Why I’ll Sometimes Fund a Startup And Tell Them to Stop Making Money

“Don’t worry about making money right now” is not the advice you’d expect a seed VC to give a CEO right after writing them a big check. Do I not desire the UpAndToTheRightCurve needed to raise a Series A and get me that sweet sweet write-up? Doesn’t Homebrew want steak more than sizzle in the companies we back? Hunter, what’s gotten into you???

I’m longterm greedy, which means ultimately my venture success is going to depend on quality of company exiting, not pump and dumps, or millions in fees. Phosphorous burns white hot but not very long. Unsustainable revenue curves willed into existence in order to prove growth ahead of raising more capital is the organizational version of phosphorous. I want furnaces – a sustainable heat source which goes as long as you feed it. Well, technically I want furnaces that eventually stop burning wood and start spitting out wood, but whatever, it’s a metaphor.

There’s an increased belief (maybe reality for some), that seed VCs want to see revenue before investing in verticals like SaaS, marketplaces, commerce. There are several contributing factors to this spreading notion:

  1. 2019 Startups Can Do More With Less – Because spinning up a startup atop 3rd party infrastructure (eg AWS, Shopify, etc) is lower cost than previous eras, companies can often get to market quicker and start charging for a product, even in pilot/beta form.
  2. Availability of Angel/Early Capital – There are more individuals/funds interested in being your first $250-$500k.
  3. Attempts to Stand Out Among Large Number of Startups – There are so many SaaS, Commerce, Marketplaces these days that founder believe (again, sometimes rightly) that a headline about early MRR/customer traction will get them in the door at a VC versus just a pre-market

The sum total of these is actually pretty positive for the ecosystem – a bunch of aggressive startups who get customer feedback and that $1 in revenue earlier in their lifecycle than the previous generation. But as a seed investor, what really matters to me is how they’re going to get the next 10x, 100x growth, and often it’s not through sheer force of will, but by understanding a segment of customers, and building a cost-effective, repeatable acquisition channel or two.

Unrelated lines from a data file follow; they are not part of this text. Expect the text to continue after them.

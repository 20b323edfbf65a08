use crate::application::forms::{FieldErrors, LOGIN_FORM, REGISTER_FORM};
use crate::application::ports::user_repository::UniqueField;
use crate::application::use_cases::auth::login::{Login as LoginUc, LoginRequest as LoginDto};
use crate::application::use_cases::auth::me::GetMe;
use crate::application::use_cases::auth::register::{
    Register as RegisterUc, RegisterError, RegisterRequest as RegisterDto,
};
use crate::bootstrap::app_context::AppContext;
use crate::bootstrap::config::Config;
use crate::domain::users::user::User;
use crate::presentation::http::errors::{ApiError, internal};
use crate::presentation::http::form::{FormBody, validate_body};
use axum::{
    Json, Router,
    extract::State,
    http::{HeaderMap, StatusCode},
    routing::{get, post},
};
use jsonwebtoken::{DecodingKey, EncodingKey, Header, Validation};
use serde::{Deserialize, Serialize};
use utoipa::ToSchema;

pub const INVALID_CREDENTIALS: &str = "Invalid username/password.";

#[derive(Debug, Deserialize, ToSchema)]
pub struct RegisterRequest {
    pub username: String,
    pub password: String,
    pub email: String,
    pub first_name: String,
    pub last_name: String,
}

#[derive(Debug, Deserialize, ToSchema)]
pub struct LoginRequest {
    pub username: String,
    pub password: String,
}

#[derive(Debug, Serialize, ToSchema)]
pub struct UserResponse {
    pub username: String,
    pub email: String,
    pub first_name: String,
    pub last_name: String,
}

impl From<User> for UserResponse {
    fn from(u: User) -> Self {
        UserResponse {
            username: u.username,
            email: u.email,
            first_name: u.first_name,
            last_name: u.last_name,
        }
    }
}

#[derive(Debug, Serialize, ToSchema)]
pub struct LoginResponse {
    pub access_token: String,
    pub user: UserResponse,
}

#[derive(Debug, Serialize, Deserialize)]
pub struct Claims {
    pub sub: String,
    pub exp: usize,
}

pub fn routes(ctx: AppContext) -> Router {
    Router::new()
        .route("/register", post(register))
        .route("/login", post(login))
        .route("/logout", post(logout))
        .route("/me", get(me))
        .with_state(ctx)
}

fn conflict_errors(field: UniqueField) -> FieldErrors {
    match field {
        UniqueField::Username => {
            FieldErrors::single("username", "Username taken. Please pick another.")
        }
        UniqueField::Email => FieldErrors::single("email", "Email already registered."),
    }
}

#[utoipa::path(post, path = "/api/auth/register", tag = "Auth", request_body = RegisterRequest, security(()), responses(
    (status = 201, body = LoginResponse),
    (status = 409, body = crate::presentation::http::errors::FormErrorResponse),
    (status = 422, body = crate::presentation::http::errors::FormErrorResponse)
))]
pub async fn register(
    State(ctx): State<AppContext>,
    body: FormBody,
) -> Result<(StatusCode, HeaderMap, Json<LoginResponse>), ApiError> {
    let form = validate_body(&REGISTER_FORM, &body).map_err(ApiError::invalid)?;
    let dto = RegisterDto::from(form);
    let repo = ctx.user_repo();
    let hasher = ctx.password_hasher();
    let uc = RegisterUc {
        repo: repo.as_ref(),
        hasher: hasher.as_ref(),
    };
    let user = uc.execute(&dto).await.map_err(|e| match e {
        RegisterError::Conflict(field) => {
            ApiError::Form(StatusCode::CONFLICT, conflict_errors(field))
        }
        RegisterError::Other(err) => internal(err).into(),
    })?;
    let (headers, token) = issue_session(&ctx.cfg, &user.username)?;
    Ok((
        StatusCode::CREATED,
        headers,
        Json(LoginResponse {
            access_token: token,
            user: user.into(),
        }),
    ))
}

#[utoipa::path(post, path = "/api/auth/login", tag = "Auth", request_body = LoginRequest, security(()), responses(
    (status = 200, body = LoginResponse),
    (status = 401, body = crate::presentation::http::errors::FormErrorResponse),
    (status = 422, body = crate::presentation::http::errors::FormErrorResponse)
))]
pub async fn login(
    State(ctx): State<AppContext>,
    body: FormBody,
) -> Result<(HeaderMap, Json<LoginResponse>), ApiError> {
    let mut form = validate_body(&LOGIN_FORM, &body).map_err(ApiError::invalid)?;
    let dto = LoginDto {
        username: form.take("username"),
        password: form.take("password"),
    };
    let repo = ctx.user_repo();
    let hasher = ctx.password_hasher();
    let uc = LoginUc {
        repo: repo.as_ref(),
        hasher: hasher.as_ref(),
    };
    let user = uc
        .execute(&dto)
        .await
        .map_err(internal)?
        .into_user()
        .ok_or_else(|| {
            ApiError::Form(
                StatusCode::UNAUTHORIZED,
                FieldErrors::single("username", INVALID_CREDENTIALS),
            )
        })?;
    tracing::info!(username = %user.username, "login_succeeded");
    let (headers, token) = issue_session(&ctx.cfg, &user.username)?;
    Ok((
        headers,
        Json(LoginResponse {
            access_token: token,
            user: user.into(),
        }),
    ))
}

#[utoipa::path(get, path = "/api/auth/me", tag = "Auth", responses((status = 200, body = UserResponse)))]
pub async fn me(
    State(ctx): State<AppContext>,
    bearer: Result<Bearer, StatusCode>,
) -> Result<Json<UserResponse>, StatusCode> {
    let username = validate_bearer(&ctx.cfg, bearer?)?;
    let repo = ctx.user_repo();
    let uc = GetMe {
        repo: repo.as_ref(),
    };
    let user = uc
        .execute(&username)
        .await
        .map_err(internal)?
        .ok_or(StatusCode::UNAUTHORIZED)?;
    Ok(Json(user.into()))
}

// --- Bearer extractor & JWT utils ---
use axum::extract::FromRequestParts;
use axum::http::request::Parts;

pub struct Bearer(pub String);

#[axum::async_trait]
impl<S> FromRequestParts<S> for Bearer
where
    S: Send + Sync,
{
    type Rejection = StatusCode;

    async fn from_request_parts(parts: &mut Parts, _state: &S) -> Result<Self, Self::Rejection> {
        // 1) Prefer Authorization header if present
        if let Some(auth) = parts
            .headers
            .get(axum::http::header::AUTHORIZATION)
            .and_then(|v| v.to_str().ok())
        {
            if let Some(t) = auth.strip_prefix("Bearer ") {
                return Ok(Bearer(t.to_string()));
            }
        }

        // 2) Fallback to HttpOnly cookie `access_token`
        if let Some(cookie_hdr) = parts
            .headers
            .get(axum::http::header::COOKIE)
            .and_then(|v| v.to_str().ok())
        {
            if let Some(token) = get_cookie(cookie_hdr, "access_token") {
                return Ok(Bearer(token));
            }
        }

        Err(StatusCode::UNAUTHORIZED)
    }
}

/// Returns the username carried by a valid token.
pub fn validate_bearer(cfg: &Config, bearer: Bearer) -> Result<String, StatusCode> {
    let data = jsonwebtoken::decode::<Claims>(
        &bearer.0,
        &DecodingKey::from_secret(cfg.jwt_secret.as_bytes()),
        &Validation::default(),
    )
    .map_err(|_| StatusCode::UNAUTHORIZED)?;
    Ok(data.claims.sub)
}

/// Signs a token for `username` and returns it with the matching cookie header.
pub fn issue_session(cfg: &Config, username: &str) -> Result<(HeaderMap, String), StatusCode> {
    let now = chrono::Utc::now().timestamp() as usize;
    let claims = Claims {
        sub: username.to_string(),
        exp: now + (cfg.jwt_expires_secs.max(0) as usize),
    };
    let token = jsonwebtoken::encode(
        &Header::default(),
        &claims,
        &EncodingKey::from_secret(cfg.jwt_secret.as_bytes()),
    )
    .map_err(|_| StatusCode::INTERNAL_SERVER_ERROR)?;

    let mut headers = HeaderMap::new();
    let cookie = build_access_cookie(&token, cfg.jwt_expires_secs, cfg.secure_cookies());
    headers.insert(
        axum::http::header::SET_COOKIE,
        axum::http::HeaderValue::from_str(&cookie)
            .unwrap_or(axum::http::HeaderValue::from_static("")),
    );
    Ok((headers, token))
}

// --- Cookie helpers & logout ---

fn get_cookie(cookie_header: &str, name: &str) -> Option<String> {
    for part in cookie_header.split(';') {
        let kv = part.trim();
        if let Some((k, v)) = kv.split_once('=') {
            if k.trim() == name {
                return Some(v.trim().to_string());
            }
        }
    }
    None
}

fn build_access_cookie(token: &str, max_age_secs: i64, secure: bool) -> String {
    let secure_attr = if secure { "; Secure" } else { "" };
    format!(
        "access_token={}; HttpOnly{}; Path=/; Max-Age={}; SameSite=Lax",
        token,
        secure_attr,
        max_age_secs.max(0)
    )
}

pub fn clear_session(cfg: &Config) -> HeaderMap {
    let mut headers = HeaderMap::new();
    let cookie = if cfg.secure_cookies() {
        "access_token=; HttpOnly; Secure; Path=/; Max-Age=0; SameSite=Lax"
    } else {
        "access_token=; HttpOnly; Path=/; Max-Age=0; SameSite=Lax"
    };
    headers.insert(
        axum::http::header::SET_COOKIE,
        axum::http::HeaderValue::from_static(cookie),
    );
    headers
}

#[utoipa::path(post, path = "/api/auth/logout", tag = "Auth", responses((status = 204)))]
pub async fn logout(State(ctx): State<AppContext>) -> (HeaderMap, StatusCode) {
    (clear_session(&ctx.cfg), StatusCode::NO_CONTENT)
}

So when evaluating these companies for investment I’m less interested purely in milestones and more about tactics and learnings. Does your customer base now represent what the next 100 or next 1000 leads will look like? Are your current customers using the product the way you intend and engaged – the stacking revenue heading towards a retention cliff once their 6-12 month contracts are up is a trap for investors. Did you pay 10x LTV in CAC?

These aren’t reasons that I’d pass on an investment but they’re reasons I might suggest, post-seed raise, hey, you’ve got 24 mths of capital in the bank now, let’s take a quarter or two and get the foundation correct, because once we get back on the growth curve, we need to hit those numbers for the A. I’m never afraid of showing a future investor a chart which has four quarters of growth followed by three months of flat/down, followed by another four quarters of even faster growth. I’m deathly afraid of starting each month less certain you’re going to hit the revenue target when you’re three to six months from a Series A fundraise. [I’ll caveat this by saying there are a special class of startups which just happen to find product/market fit very early and it’s explosive from there. In those cases, yeah, you’re just going to be stressed by hiring and keeping the service live, but you still need to start investing in a bit of stability/scale alongside. That’s < 1% of startups, and so statistically it’s not you. BUT IF IT IS LET ME KNOW 😉 ]

In closing: we don’t require revenue before we invest; if you do have revenue, we’re going to ask about what it has taught you; and if there’s foundational work to be done that would make the revenue growth even faster, we should discuss what it means to prioritize that work before getting back on the growth curve.